- Task to carry out -
Below are the entries. Transcribe exactly the lines from the one with "async fn get(&self, id: &str)" through the one with "async fn delete(&self, id: &str)", ends included, and leave out all others.

- Records drawn from a dataset -
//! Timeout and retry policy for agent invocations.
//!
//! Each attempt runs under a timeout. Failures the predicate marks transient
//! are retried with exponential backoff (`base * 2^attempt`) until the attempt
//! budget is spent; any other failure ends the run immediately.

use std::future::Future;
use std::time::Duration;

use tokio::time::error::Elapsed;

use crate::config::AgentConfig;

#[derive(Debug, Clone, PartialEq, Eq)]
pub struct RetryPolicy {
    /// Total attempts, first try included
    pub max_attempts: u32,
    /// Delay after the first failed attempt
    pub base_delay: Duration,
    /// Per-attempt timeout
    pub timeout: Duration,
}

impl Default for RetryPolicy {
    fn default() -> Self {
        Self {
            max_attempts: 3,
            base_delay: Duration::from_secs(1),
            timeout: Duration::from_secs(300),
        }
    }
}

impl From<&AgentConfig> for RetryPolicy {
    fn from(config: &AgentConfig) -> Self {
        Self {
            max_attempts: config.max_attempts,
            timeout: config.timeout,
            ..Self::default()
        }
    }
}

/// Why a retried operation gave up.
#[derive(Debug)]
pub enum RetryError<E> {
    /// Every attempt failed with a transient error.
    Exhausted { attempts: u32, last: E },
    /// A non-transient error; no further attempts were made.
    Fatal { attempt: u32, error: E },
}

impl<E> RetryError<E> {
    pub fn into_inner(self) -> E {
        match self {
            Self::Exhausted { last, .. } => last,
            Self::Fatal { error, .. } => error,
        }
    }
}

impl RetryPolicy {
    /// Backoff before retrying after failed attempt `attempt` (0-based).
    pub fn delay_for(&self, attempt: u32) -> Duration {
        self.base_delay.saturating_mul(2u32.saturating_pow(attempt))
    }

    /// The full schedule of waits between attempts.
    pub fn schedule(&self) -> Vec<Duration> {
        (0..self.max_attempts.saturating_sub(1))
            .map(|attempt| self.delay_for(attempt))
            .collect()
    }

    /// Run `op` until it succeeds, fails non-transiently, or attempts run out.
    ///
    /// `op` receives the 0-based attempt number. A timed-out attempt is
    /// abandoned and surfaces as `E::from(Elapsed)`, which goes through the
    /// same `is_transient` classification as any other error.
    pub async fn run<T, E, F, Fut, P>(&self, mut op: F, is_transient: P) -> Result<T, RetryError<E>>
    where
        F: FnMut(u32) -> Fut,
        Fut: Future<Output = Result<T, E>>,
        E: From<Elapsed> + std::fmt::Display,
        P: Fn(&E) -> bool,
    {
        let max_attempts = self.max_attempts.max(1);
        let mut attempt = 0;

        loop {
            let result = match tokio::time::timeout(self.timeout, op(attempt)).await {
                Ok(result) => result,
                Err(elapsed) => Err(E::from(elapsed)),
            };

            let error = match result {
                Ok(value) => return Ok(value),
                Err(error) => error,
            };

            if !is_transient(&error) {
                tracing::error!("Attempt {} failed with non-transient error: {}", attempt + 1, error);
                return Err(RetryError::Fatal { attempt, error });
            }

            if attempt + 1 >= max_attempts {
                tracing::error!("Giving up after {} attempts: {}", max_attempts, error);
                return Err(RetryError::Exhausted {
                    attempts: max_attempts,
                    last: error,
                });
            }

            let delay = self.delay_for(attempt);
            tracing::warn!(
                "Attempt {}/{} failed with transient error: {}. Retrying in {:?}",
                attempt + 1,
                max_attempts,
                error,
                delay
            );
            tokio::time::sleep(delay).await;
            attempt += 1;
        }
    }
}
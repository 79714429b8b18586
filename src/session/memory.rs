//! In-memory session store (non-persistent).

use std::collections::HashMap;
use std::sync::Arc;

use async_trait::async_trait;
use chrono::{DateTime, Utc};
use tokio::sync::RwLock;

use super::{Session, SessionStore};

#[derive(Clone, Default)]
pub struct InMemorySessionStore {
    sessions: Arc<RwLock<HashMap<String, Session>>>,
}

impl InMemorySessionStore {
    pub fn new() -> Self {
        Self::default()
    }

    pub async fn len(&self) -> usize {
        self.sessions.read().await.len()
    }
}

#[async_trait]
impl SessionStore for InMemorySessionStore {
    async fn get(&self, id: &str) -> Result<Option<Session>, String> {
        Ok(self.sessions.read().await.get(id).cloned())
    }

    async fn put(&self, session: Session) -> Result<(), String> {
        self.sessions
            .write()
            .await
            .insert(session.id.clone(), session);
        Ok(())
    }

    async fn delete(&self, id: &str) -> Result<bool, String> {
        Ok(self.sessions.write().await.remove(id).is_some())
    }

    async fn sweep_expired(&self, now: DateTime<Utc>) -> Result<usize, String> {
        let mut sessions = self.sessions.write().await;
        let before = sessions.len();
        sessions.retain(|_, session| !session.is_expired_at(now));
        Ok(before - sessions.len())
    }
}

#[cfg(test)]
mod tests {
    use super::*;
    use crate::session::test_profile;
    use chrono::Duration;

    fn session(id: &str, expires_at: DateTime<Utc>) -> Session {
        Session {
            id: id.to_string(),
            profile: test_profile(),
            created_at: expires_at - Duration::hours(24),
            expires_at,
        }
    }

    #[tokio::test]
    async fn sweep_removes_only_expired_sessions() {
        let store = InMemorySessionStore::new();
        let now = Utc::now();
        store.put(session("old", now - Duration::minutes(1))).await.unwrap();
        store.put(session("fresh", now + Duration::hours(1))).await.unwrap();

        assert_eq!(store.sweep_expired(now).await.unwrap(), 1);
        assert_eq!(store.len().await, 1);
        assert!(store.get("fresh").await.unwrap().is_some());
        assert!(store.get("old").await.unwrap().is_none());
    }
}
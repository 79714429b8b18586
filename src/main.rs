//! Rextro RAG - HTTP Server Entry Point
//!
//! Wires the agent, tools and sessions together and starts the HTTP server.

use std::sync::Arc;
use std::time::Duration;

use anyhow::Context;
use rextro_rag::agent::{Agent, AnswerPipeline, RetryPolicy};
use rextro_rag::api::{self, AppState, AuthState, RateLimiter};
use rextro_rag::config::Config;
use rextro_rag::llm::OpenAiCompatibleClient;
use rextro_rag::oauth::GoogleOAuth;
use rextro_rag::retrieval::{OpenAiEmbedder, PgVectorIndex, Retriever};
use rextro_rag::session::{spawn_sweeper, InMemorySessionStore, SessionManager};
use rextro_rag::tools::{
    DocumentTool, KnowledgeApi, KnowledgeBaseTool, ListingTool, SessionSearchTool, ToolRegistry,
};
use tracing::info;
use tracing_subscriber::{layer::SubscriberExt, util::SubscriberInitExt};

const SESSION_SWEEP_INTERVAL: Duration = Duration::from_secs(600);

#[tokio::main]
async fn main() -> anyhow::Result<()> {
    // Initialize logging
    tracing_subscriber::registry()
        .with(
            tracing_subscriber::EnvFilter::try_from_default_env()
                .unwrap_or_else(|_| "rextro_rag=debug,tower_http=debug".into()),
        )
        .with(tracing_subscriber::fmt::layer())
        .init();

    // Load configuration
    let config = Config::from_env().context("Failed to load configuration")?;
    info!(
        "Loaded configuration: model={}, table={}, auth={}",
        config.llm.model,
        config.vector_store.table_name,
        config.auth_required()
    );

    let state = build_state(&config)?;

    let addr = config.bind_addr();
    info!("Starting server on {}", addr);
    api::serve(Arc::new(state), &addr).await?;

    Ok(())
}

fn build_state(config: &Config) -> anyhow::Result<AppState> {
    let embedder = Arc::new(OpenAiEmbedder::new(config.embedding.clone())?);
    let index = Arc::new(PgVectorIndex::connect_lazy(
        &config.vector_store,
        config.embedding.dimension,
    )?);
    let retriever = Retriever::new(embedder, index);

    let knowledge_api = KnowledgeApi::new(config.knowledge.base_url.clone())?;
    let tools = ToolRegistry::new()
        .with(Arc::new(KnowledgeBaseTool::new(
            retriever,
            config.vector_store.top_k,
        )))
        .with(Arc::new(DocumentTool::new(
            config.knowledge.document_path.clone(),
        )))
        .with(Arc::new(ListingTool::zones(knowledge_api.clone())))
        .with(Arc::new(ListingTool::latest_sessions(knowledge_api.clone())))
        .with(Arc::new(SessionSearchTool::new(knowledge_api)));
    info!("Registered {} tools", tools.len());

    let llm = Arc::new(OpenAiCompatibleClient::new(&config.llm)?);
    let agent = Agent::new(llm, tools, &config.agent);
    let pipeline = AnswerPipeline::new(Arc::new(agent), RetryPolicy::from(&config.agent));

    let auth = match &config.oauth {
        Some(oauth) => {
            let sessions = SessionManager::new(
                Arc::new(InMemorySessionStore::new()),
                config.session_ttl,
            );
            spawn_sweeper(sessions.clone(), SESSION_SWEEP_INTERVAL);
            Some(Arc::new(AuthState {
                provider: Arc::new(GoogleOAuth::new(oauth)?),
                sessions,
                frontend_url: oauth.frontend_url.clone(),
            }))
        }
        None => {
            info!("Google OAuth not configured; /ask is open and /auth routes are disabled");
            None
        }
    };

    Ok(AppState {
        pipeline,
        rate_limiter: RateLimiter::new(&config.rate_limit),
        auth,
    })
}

- Your solution -
    async fn get(&self, id: &str) -> Result<Option<Session>, String> {
        Ok(self.sessions.read().await.get(id).cloned())
    }

    async fn put(&self, session: Session) -> Result<(), String> {
        self.sessions
            .write()
            .await
            .insert(session.id.clone(), session);
        Ok(())
    }

    async fn delete(&self, id: &str) -> Result<bool, String> {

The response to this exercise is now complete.